Neon Ballroom, silverchair’s third effort, is an album of more of the same. Silverchair, like much of the waning alternative racket, sounds at a loss to come up with anything distinctive or moving, not that this will stop their plodding momentum.
The opening, “Emotion Sickness,” pretends at significance but sounds like Radiohead rearranged to suit Michael Bolton. “Anthem for the Year 2000” comes across an unfunny parody of Midnight Oil. There are, to be expected, some obvious remnants from their attempt to become Pearl Jam which work against the few odd snatches of melody that come through. “Muddy” is a common complaint about sound quality in general but the muddiness in silverchair is there from the point of conception, not something to blame on the recording. Neon Ballroom doesn’t function as a collection of songs or as a cohesive statement. The emptiness it provokes doesn’t from lament or angst — it’s just a blank.

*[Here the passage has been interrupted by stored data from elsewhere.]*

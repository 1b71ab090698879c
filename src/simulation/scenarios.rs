// src/simulation/scenarios.rs

use crate::error::Result;
use crate::simulation::config::{CapacityScenario, SimulationConfig, SupplierSet};
use crate::simulation::engine::{
    mean_utilization, week_reaching_coverage, OutcomesRow, RolloutSimulation,
};
use crate::strategy::allocator::SecondDosePriority;
use crate::{Doses, People, WeekIndex};
use log::info;
use rayon::prelude::*;

/// Result of one (capacity scenario, supplier set) run.
#[derive(Debug, Clone, PartialEq)]
pub struct ScenarioOutcome {
    pub capacity: String,
    pub suppliers: String,
    pub total_population: People,
    pub history: Vec<OutcomesRow>,
}

impl ScenarioOutcome {
    pub fn label(&self) -> String {
        format!("{}_{}", self.capacity, self.suppliers)
    }

    pub fn total_administered(&self) -> Doses {
        self.history
            .last()
            .map(|r| r.cumulative_administered)
            .unwrap_or(0.0)
    }

    pub fn mean_utilization(&self) -> f64 {
        mean_utilization(&self.history)
    }

    pub fn week_reaching_coverage(&self, share: f64) -> Option<WeekIndex> {
        week_reaching_coverage(&self.history, self.total_population, share)
    }

    /// Weeks in which the population limiter rewrote the plan.
    pub fn corrected_weeks(&self) -> Vec<WeekIndex> {
        self.history
            .iter()
            .filter(|r| r.corrected)
            .map(|r| r.week)
            .collect()
    }
}

/// Runs one scenario against freshly built inputs.
pub fn run_scenario(
    config: &SimulationConfig,
    scenario: &CapacityScenario,
    suppliers: &SupplierSet,
) -> Result<ScenarioOutcome> {
    info!("Scenario {} / {}", scenario.name, suppliers.name);
    let inputs = config.build_inputs(scenario, suppliers)?;
    let mut sim = RolloutSimulation::new(inputs, SecondDosePriority::new())?;
    sim.run()?;

    Ok(ScenarioOutcome {
        capacity: scenario.name.clone(),
        suppliers: suppliers.name.clone(),
        total_population: config.total_population,
        history: sim.history,
    })
}

/// Runs every capacity scenario against every supplier set in parallel.
///
/// Outcomes come back capacity-major in the order of the config, whatever
/// order the threads finish in.
pub fn run_scenario_grid(config: &SimulationConfig) -> Result<Vec<ScenarioOutcome>> {
    config.validate()?;
    let grid: Vec<(&CapacityScenario, &SupplierSet)> = config
        .capacity_scenarios
        .iter()
        .flat_map(|c| config.supplier_sets.iter().map(move |s| (c, s)))
        .collect();

    grid.par_iter()
        .map(|(scenario, suppliers)| run_scenario(config, scenario, suppliers))
        .collect()
}

#[cfg(test)]
mod tests {
    use super::*;
    use crate::error::SimulationError;
    use assert_approx_eq::assert_approx_eq;

    #[test]
    fn grid_covers_every_pair_in_order() {
        let config = SimulationConfig::default();
        let outcomes = run_scenario_grid(&config).unwrap();

        let labels: Vec<String> = outcomes.iter().map(|o| o.label()).collect();
        assert_eq!(
            labels,
            vec!["low_all", "low_two_dose_only", "high_all", "high_two_dose_only"]
        );
        for outcome in &outcomes {
            assert_eq!(outcome.history.len(), config.horizon_weeks);
        }
    }

    #[test]
    fn grid_runs_are_reproducible() {
        let config = SimulationConfig::default();
        let first = run_scenario_grid(&config).unwrap();
        let second = run_scenario_grid(&config).unwrap();
        assert_eq!(first, second);

        let single = run_scenario(
            &config,
            &config.capacity_scenarios[1],
            &config.supplier_sets[1],
        )
        .unwrap();
        assert_eq!(single, first[3]);
    }

    #[test]
    fn more_capacity_never_protects_fewer() {
        let config = SimulationConfig::default();
        let outcomes = run_scenario_grid(&config).unwrap();
        let full = |o: &ScenarioOutcome| o.history.last().map(|r| r.fully_protected).unwrap();

        assert!(full(&outcomes[2]) >= full(&outcomes[0]));
        assert!(outcomes[2].total_administered() >= outcomes[0].total_administered());
        // without single-dose deliveries there is less supply overall
        assert!(outcomes[0].total_administered() >= outcomes[1].total_administered());
    }

    #[test]
    fn bundled_rollout_keeps_population_and_stock_invariants() {
        let config = SimulationConfig::from_toml_str(include_str!("../../rollout.toml")).unwrap();
        let outcomes = run_scenario_grid(&config).unwrap();
        assert_eq!(
            outcomes.len(),
            config.capacity_scenarios.len() * config.supplier_sets.len()
        );

        for outcome in &outcomes {
            assert_eq!(outcome.history.len(), config.horizon_weeks);
            let mut previous_full = 0.0;
            for row in &outcome.history {
                let sum = row.unprotected + row.partially_protected + row.fully_protected;
                assert_approx_eq!(sum, config.total_population, 1e-3);
                assert!(
                    row.fully_protected >= previous_full - 1e-9,
                    "{} week {}: full protection fell",
                    outcome.label(),
                    row.week
                );
                let stocks = [
                    ("a", row.stock_a),
                    ("b", row.stock_b),
                    ("single", row.stock_single),
                ];
                for (product, stock) in stocks {
                    assert!(
                        stock >= -1e-6,
                        "{} week {}: stock of {} is {}",
                        outcome.label(),
                        row.week,
                        product,
                        stock
                    );
                }
                previous_full = row.fully_protected;
            }
        }
    }

    #[test]
    fn configuration_errors_surface() {
        let mut config = SimulationConfig::default();
        config.horizon_weeks = 0;
        let err = run_scenario_grid(&config).unwrap_err();
        assert!(matches!(err, SimulationError::Configuration(_)));
    }
}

There really isn’t much to distinguish Neon Ballroom from the self-important heavy metal of the 1980s. Silverchair is only shades less cartoonish than the hair bands of that era. “Ana’s Song (Open Fire)” could easily be retrofitted to Winger or Skid Row. There’s an occasional bassline reminiscent of Faith No More, but that’s as interesting as they’re capable of, or willing to be. The political themes, such as they are, are unsurprisingly conservative underneath the typical look-we’re-different veneer. They aren’t even distinguishable from their own back catalogue. If you’ve heard their first record, you’ve heard them all, and you haven’t heard anything.
Mansun’s first LP (after having issued a considerable number of singles and EPs) is aurally expansive and has all the elements of a great bedroom album: the orchestral opening and closing, an underlying storyline, each track dissolving seamlessly into another. Attack of the Grey Lantern is cinematic at a time when most new releases are unfunny sitcoms. This in itself makes it listenable, even if one could be forgiven for believing this is a concept album based on Monty Python’s “Dirty Vicar” sketch. Repeated listens reveal more of the plotline, but the album’s two best selections, “Wide Open Space” and “Taxloss,” stand alone.
Paul Draper’s vocals are effective and clear when he doesn’t oversneer (as in “Take It Easy, Chicken”). “She Makes My Nose Bleed” sounds like Duran Duran would if they were really as decadent as they pretended to be. There is crisp, soaring instrumentation throughout, particularly “Taxloss,” “Mansun’s Only Love Song” and “Take It Easy, Chicken.” “Naked Twister” is a neat twist on the phrase and encapsulates Attack of the Grey Lantern’s brooding quality. “Disgusting” is somewhat predictable; “Egg Shaped Fred” recalls Oasis. To their benefit, however, there aren’t too many easy comparisons to be made.
“Dark Mavis” is a suitably grandiose conclusion, and then Attack of the Grey Lantern ends as it begins (an underused device and very moving). Attack of the Grey Lantern is not flawless: the vocals tend strike the same nerve; the premise starts to go astray after “Taxloss.” But you can’t reject Mansun’s attempt out of hand when the alternative is more low-res photocopies like silverchair’s.